Ministers of five EU countries to discuss extension of ban on grain from Ukraine
Polish Minister of Agriculture Robert Telus said this in an interview with PAP on Thursday, Ukrinform reports.
"On July 19, we will have a meeting in Warsaw. We have also invited the Minister of Agriculture of Ukraine," Telus stated.
According to him, all EU countries neighboring Ukraine call on the European Commission (EC) to extend the ban on imports of Ukrainian grain until the end of the year.
He emphasized that Poland and other EU countries that have banned imports of Ukrainian grain "do not want to harm Ukraine".

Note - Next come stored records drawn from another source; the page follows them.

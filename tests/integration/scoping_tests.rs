//! Resource scoping: module ownership, self-scoping, link uniqueness

use crate::common::{bearer, build_app, fixtures, TestCtx};
use actix_web::{http::StatusCode, test};
use serde_json::json;

#[tokio::test]
async fn test_my_modules_returns_exactly_owned_modules() {
    let ctx = TestCtx::new().await;
    fixtures::seed_roles(ctx.db()).await;
    let db = ctx.db();

    let alice = fixtures::create_user(db, "alice", "teacher", "secret123").await;
    let alice_profile = fixtures::create_teacher_profile(db, &alice).await;
    let bob = fixtures::create_user(db, "bob", "teacher", "secret123").await;
    let bob_profile = fixtures::create_teacher_profile(db, &bob).await;

    fixtures::create_module(db, "ALG-1", Some(alice_profile.id), None).await;
    fixtures::create_module(db, "ALG-2", Some(alice_profile.id), None).await;
    fixtures::create_module(db, "NET-1", Some(bob_profile.id), None).await;

    let token = ctx.token_for(&alice, "teacher");
    let app = test::init_service(build_app(ctx.state.clone())).await;

    let req = test::TestRequest::get()
        .uri("/api/modules/my")
        .insert_header(bearer(&token))
        .to_request();
    let resp = test::call_service(&app, req).await;
    assert_eq!(resp.status(), StatusCode::OK);
    let body: serde_json::Value = test::read_body_json(resp).await;
    let modules = body["data"].as_array().expect("array");
    let mut codes: Vec<&str> = modules
        .iter()
        .map(|m| m["code"].as_str().unwrap())
        .collect();
    codes.sort();
    assert_eq!(codes, vec!["ALG-1", "ALG-2"]);
}

#[tokio::test]
async fn test_cross_teacher_note_mutation_is_forbidden() {
    let ctx = TestCtx::new().await;
    fixtures::seed_roles(ctx.db()).await;
    let db = ctx.db();

    let owner = fixtures::create_user(db, "owner", "teacher", "secret123").await;
    let owner_profile = fixtures::create_teacher_profile(db, &owner).await;
    let intruder = fixtures::create_user(db, "intruder", "teacher", "secret123").await;
    fixtures::create_teacher_profile(db, &intruder).await;

    let promotion = fixtures::create_promotion(db, "P1", 2025).await;
    let student = fixtures::create_student_profile(db, "ETU-1", promotion.id, None).await;
    let module =
        fixtures::create_module(db, "SEC-1", Some(owner_profile.id), Some(promotion.id)).await;
    let note = db
        .create_note(student.id, module.id, Some(12.0), Some(14.0), None, None, None)
        .await
        .expect("note");

    let token = ctx.token_for(&intruder, "teacher");
    let app = test::init_service(build_app(ctx.state.clone())).await;

    let req = test::TestRequest::put()
        .uri(&format!("/api/notes/module/{}/{}", module.id, note.id))
        .insert_header(bearer(&token))
        .set_json(json!({ "ce": 0.0, "fe": 0.0 }))
        .to_request();
    let resp = test::call_service(&app, req).await;
    assert_eq!(resp.status(), StatusCode::FORBIDDEN);
    let body: serde_json::Value = test::read_body_json(resp).await;
    assert_eq!(body["error"]["code"], "NOT_OWNER");

    // The note is unmodified
    let unchanged = db.find_note(note.id).await.expect("find").expect("note");
    assert_eq!(unchanged.ce, Some(12.0));
    assert_eq!(unchanged.fe, Some(14.0));
    assert_eq!(unchanged.score, Some(13.2));
}

#[tokio::test]
async fn test_admin_family_bypasses_module_ownership() {
    let ctx = TestCtx::new().await;
    fixtures::seed_roles(ctx.db()).await;
    let db = ctx.db();

    let owner = fixtures::create_user(db, "owner", "teacher", "secret123").await;
    let owner_profile = fixtures::create_teacher_profile(db, &owner).await;
    let de = fixtures::create_user(db, "director", "de", "secret123").await;

    let module = fixtures::create_module(db, "HIS-1", Some(owner_profile.id), None).await;

    let token = ctx.token_for(&de, "de");
    let app = test::init_service(build_app(ctx.state.clone())).await;

    let req = test::TestRequest::get()
        .uri(&format!("/api/notes/module/{}", module.id))
        .insert_header(bearer(&token))
        .to_request();
    let resp = test::call_service(&app, req).await;
    assert_eq!(resp.status(), StatusCode::OK);
}

#[tokio::test]
async fn test_module_not_found_precedes_ownership() {
    let ctx = TestCtx::new().await;
    fixtures::seed_roles(ctx.db()).await;
    let db = ctx.db();

    let teacher = fixtures::create_user(db, "prof", "teacher", "secret123").await;
    fixtures::create_teacher_profile(db, &teacher).await;

    let token = ctx.token_for(&teacher, "teacher");
    let app = test::init_service(build_app(ctx.state.clone())).await;

    let req = test::TestRequest::get()
        .uri(&format!("/api/notes/module/{}", uuid::Uuid::new_v4()))
        .insert_header(bearer(&token))
        .to_request();
    let resp = test::call_service(&app, req).await;
    assert_eq!(resp.status(), StatusCode::NOT_FOUND);
}

#[tokio::test]
async fn test_unlinked_student_gets_profile_not_linked() {
    let ctx = TestCtx::new().await;
    fixtures::seed_roles(ctx.db()).await;
    let user = fixtures::create_user(ctx.db(), "fresh", "student", "secret123").await;
    let token = ctx.token_for(&user, "student");
    let app = test::init_service(build_app(ctx.state.clone())).await;

    let req = test::TestRequest::get()
        .uri("/api/students/mes-modules")
        .insert_header(bearer(&token))
        .to_request();
    let resp = test::call_service(&app, req).await;
    // A distinct client error: neither 401/403 nor a 500
    assert_eq!(resp.status(), StatusCode::UNPROCESSABLE_ENTITY);
    let body: serde_json::Value = test::read_body_json(resp).await;
    assert_eq!(body["error"]["code"], "PROFILE_NOT_LINKED");
}

#[tokio::test]
async fn test_student_sees_only_own_notes() {
    let ctx = TestCtx::new().await;
    fixtures::seed_roles(ctx.db()).await;
    let db = ctx.db();

    let promotion = fixtures::create_promotion(db, "P1", 2025).await;
    let user_a = fixtures::create_user(db, "stu-a", "student", "secret123").await;
    let profile_a =
        fixtures::create_student_profile(db, "ETU-A", promotion.id, Some(user_a.id)).await;
    let user_b = fixtures::create_user(db, "stu-b", "student", "secret123").await;
    let profile_b =
        fixtures::create_student_profile(db, "ETU-B", promotion.id, Some(user_b.id)).await;

    let module = fixtures::create_module(db, "MAT-1", None, Some(promotion.id)).await;
    db.create_note(profile_a.id, module.id, Some(10.0), Some(10.0), None, None, None)
        .await
        .expect("note a");
    db.create_note(profile_b.id, module.id, Some(18.0), Some(18.0), None, None, None)
        .await
        .expect("note b");

    let token = ctx.token_for(&user_a, "student");
    let app = test::init_service(build_app(ctx.state.clone())).await;

    let req = test::TestRequest::get()
        .uri("/api/notes/student/my")
        .insert_header(bearer(&token))
        .to_request();
    let resp = test::call_service(&app, req).await;
    assert_eq!(resp.status(), StatusCode::OK);
    let body: serde_json::Value = test::read_body_json(resp).await;
    let notes = body["data"].as_array().expect("array");
    assert_eq!(notes.len(), 1);
    assert_eq!(notes[0]["studentId"], json!(profile_a.id));
}

#[tokio::test]
async fn test_one_student_cannot_link_to_two_users() {
    let ctx = TestCtx::new().await;
    fixtures::seed_roles(ctx.db()).await;
    let db = ctx.db();

    let admin = fixtures::create_user(db, "admin1", "admin", "secret123").await;
    let promotion = fixtures::create_promotion(db, "P1", 2025).await;
    let student = fixtures::create_student_profile(db, "ETU-9", promotion.id, None).await;
    let user_a = fixtures::create_user(db, "acct-a", "student", "secret123").await;
    let user_b = fixtures::create_user(db, "acct-b", "student", "secret123").await;

    let token = ctx.token_for(&admin, "admin");
    let app = test::init_service(build_app(ctx.state.clone())).await;

    let req = test::TestRequest::post()
        .uri("/api/students/link")
        .insert_header(bearer(&token))
        .set_json(json!({ "studentId": student.id, "userId": user_a.id }))
        .to_request();
    let resp = test::call_service(&app, req).await;
    assert_eq!(resp.status(), StatusCode::OK);

    // A second account cannot claim the same student: one-to-one linking,
    // backed by the unique index
    let other = fixtures::create_student_profile(db, "ETU-10", promotion.id, None).await;
    let req = test::TestRequest::post()
        .uri("/api/students/link")
        .insert_header(bearer(&token))
        .set_json(json!({ "studentId": other.id, "userId": user_a.id }))
        .to_request();
    let resp = test::call_service(&app, req).await;
    assert_eq!(resp.status(), StatusCode::CONFLICT);

    // And a fresh account may still claim a free student
    let req = test::TestRequest::post()
        .uri("/api/students/link")
        .insert_header(bearer(&token))
        .set_json(json!({ "studentId": other.id, "userId": user_b.id }))
        .to_request();
    let resp = test::call_service(&app, req).await;
    assert_eq!(resp.status(), StatusCode::OK);
}

#[tokio::test]
async fn test_teacher_upsert_presence_on_other_module_forbidden() {
    let ctx = TestCtx::new().await;
    fixtures::seed_roles(ctx.db()).await;
    let db = ctx.db();

    let owner = fixtures::create_user(db, "owner", "teacher", "secret123").await;
    let owner_profile = fixtures::create_teacher_profile(db, &owner).await;
    let intruder = fixtures::create_user(db, "intruder", "teacher", "secret123").await;
    fixtures::create_teacher_profile(db, &intruder).await;

    let promotion = fixtures::create_promotion(db, "P1", 2025).await;
    let student = fixtures::create_student_profile(db, "ETU-2", promotion.id, None).await;
    let module =
        fixtures::create_module(db, "PHY-1", Some(owner_profile.id), Some(promotion.id)).await;

    let token = ctx.token_for(&intruder, "teacher");
    let app = test::init_service(build_app(ctx.state.clone())).await;

    let req = test::TestRequest::post()
        .uri("/api/presence")
        .insert_header(bearer(&token))
        .set_json(json!({
            "studentId": student.id,
            "moduleId": module.id,
            "date": "2025-03-10",
            "statut": "present"
        }))
        .to_request();
    let resp = test::call_service(&app, req).await;
    assert_eq!(resp.status(), StatusCode::FORBIDDEN);
}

"We do not want to harm Ukraine. We want to create tools that will allow Ukrainian products not to stay in Poland or in the border countries but to go deeper into Europe or outside Europe," the Polish minister stressed.
He noted that in the near future he will also talk about this topic with the Minister of Agriculture of Lithuania, which has not joined the countries that demand an embargo on Ukrainian grain.
Telus said that the EC's reluctance to extend the ban on imports of Ukrainian grain to five EU countries after September 15 is politically motivated. According to him, Brussels does not want to make such a decision before the parliamentary elections in Poland.
As reported, in May 2023, the EC banned imports of wheat, corn, rapeseed, and sunflower seeds from Ukraine to Bulgaria, Hungary, Poland, Slovakia, and Romania at the insistence of these countries. On June 5, the ban was extended until September 15, 2023.
Poland suspended the transit of Ukrainian agricultural products through its territory but resumed it on April 21.
Warsaw hopes that the ban on imports of Ukrainian grain will be extended beyond September 15 and that some other types of products from Ukraine will be added to the list of banned products.
One of Warsaw's arguments for banning imports of Ukrainian grain to Poland was the importation of technical grain, which was later sold as consumer grain, as well as the influx of large quantities of Ukrainian grain to the Polish market, which was causing Polish farmers to suffer.